Not in the public interest.. again..

In today’s Observer, Henry McDonald reports that the NI Department of Culture, Arts and Learning has blocked a freedom of information request to publish an internal report into allegations of bullying and mismanagement at Waterways Ireland, “the largest and most expensive cross-border body established under the 1998 Good Friday Agreement.” – Mick noted the allegations previously. According to the Observer, documents they received claim that disclosing the report “would, or would be likely to, prejudice relations between the United Kingdom and any other state.”From the Observer report –

The Department of Culture, Arts and Learning (DCAL) in Northern Ireland has blocked a freedom of information request into a major report over claims of bullying and mismanagement at Waterways Ireland, the largest and most expensive cross-border body established under the 1998 Good Friday Agreement.

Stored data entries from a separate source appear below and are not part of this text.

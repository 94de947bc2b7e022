use super::Topology;
use crate::{error::NetError, matrix::Matrix};

/// An untrained multilayer perceptron. Layers are stored in evaluation order:
/// the input layer, `hidden` square layers and the output layer.
/// Weights never change after construction.
#[derive(Debug, Clone, PartialEq)]
pub struct Network {
    topology: Topology,
    layers: Vec<Matrix>,
}

impl Network {
    /// Assembles a network from explicit weight matrices.
    /// Every matrix must have the shape dictated by the topology they imply.
    pub fn from_layers(
        input: Matrix,
        hidden: Vec<Matrix>,
        output: Matrix,
    ) -> Result<Self, NetError> {
        let topology = Topology::new(input.rows(), input.cols(), output.rows(), hidden.len());

        let mut layers = Vec::with_capacity(topology.layer_count());
        layers.push(input);
        layers.extend(hidden);
        layers.push(output);

        Self::from_parts(topology, layers)
    }

    pub(crate) fn from_parts(topology: Topology, layers: Vec<Matrix>) -> Result<Self, NetError> {
        topology.validate()?;
        if layers.len() != topology.layer_count() {
            return Err(NetError::topology(format!(
                "expected {} layers but received {}",
                topology.layer_count(),
                layers.len()
            )));
        }

        // every layer must accept what the previous one produced
        let mut prev = (topology.inputs, 1);
        for (i, layer) in layers.iter().enumerate() {
            let expected = topology.layer_shape(i);
            if Some(layer.shape()) != expected || layer.cols() != prev.0 {
                return Err(NetError::ShapeMismatch {
                    left: layer.shape(),
                    right: prev,
                });
            }
            prev = (layer.rows(), 1);
        }

        Ok(Self { topology, layers })
    }

    pub fn topology(&self) -> &Topology {
        &self.topology
    }

    /// All weight matrices in evaluation order.
    pub fn layers(&self) -> &[Matrix] {
        &self.layers
    }

    /// Runs a single forward pass. `input` must hold exactly `topology().inputs` values;
    /// the result holds `topology().outputs` values, each in (0, 1).
    pub fn evaluate(&self, input: &[f32]) -> Result<Vec<f32>, NetError> {
        let (output, rest) = match self.layers.split_last() {
            Some(split) => split,
            None => return Err(NetError::topology("network has no layers")),
        };

        let mut signal = Matrix::column(input);
        for layer in rest {
            signal = layer.multiply(&signal)?.tanh();
        }
        Ok(output.multiply(&signal)?.sigmoid().into_vec())
    }
}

Twenty-one complaints have been filed by staff regarding bullying at the institution. One case of bullying of a senior manager has already been proven.

The department told the UK’s Information Commissioner that the greater public interest is served by not releasing the full report into that case and the complaints of 20 middle-line managers. One manager who alleges victimisation over his decision to ‘blow the whistle’ about an alleged culture of bullying and ‘jobs for the boys’ inside Waterways Ireland has appealed to the Information Commissioner to have the decision overturned.

  • I’d be interested to know if anyone has ever actually succeeded in a freedom of information request from any government agency connected to the NIO.

    If football fans can’t even get information on why a specific site was chosen (not in the public interest) and they’ve obviously got something to hide here – are there just too many get out clauses?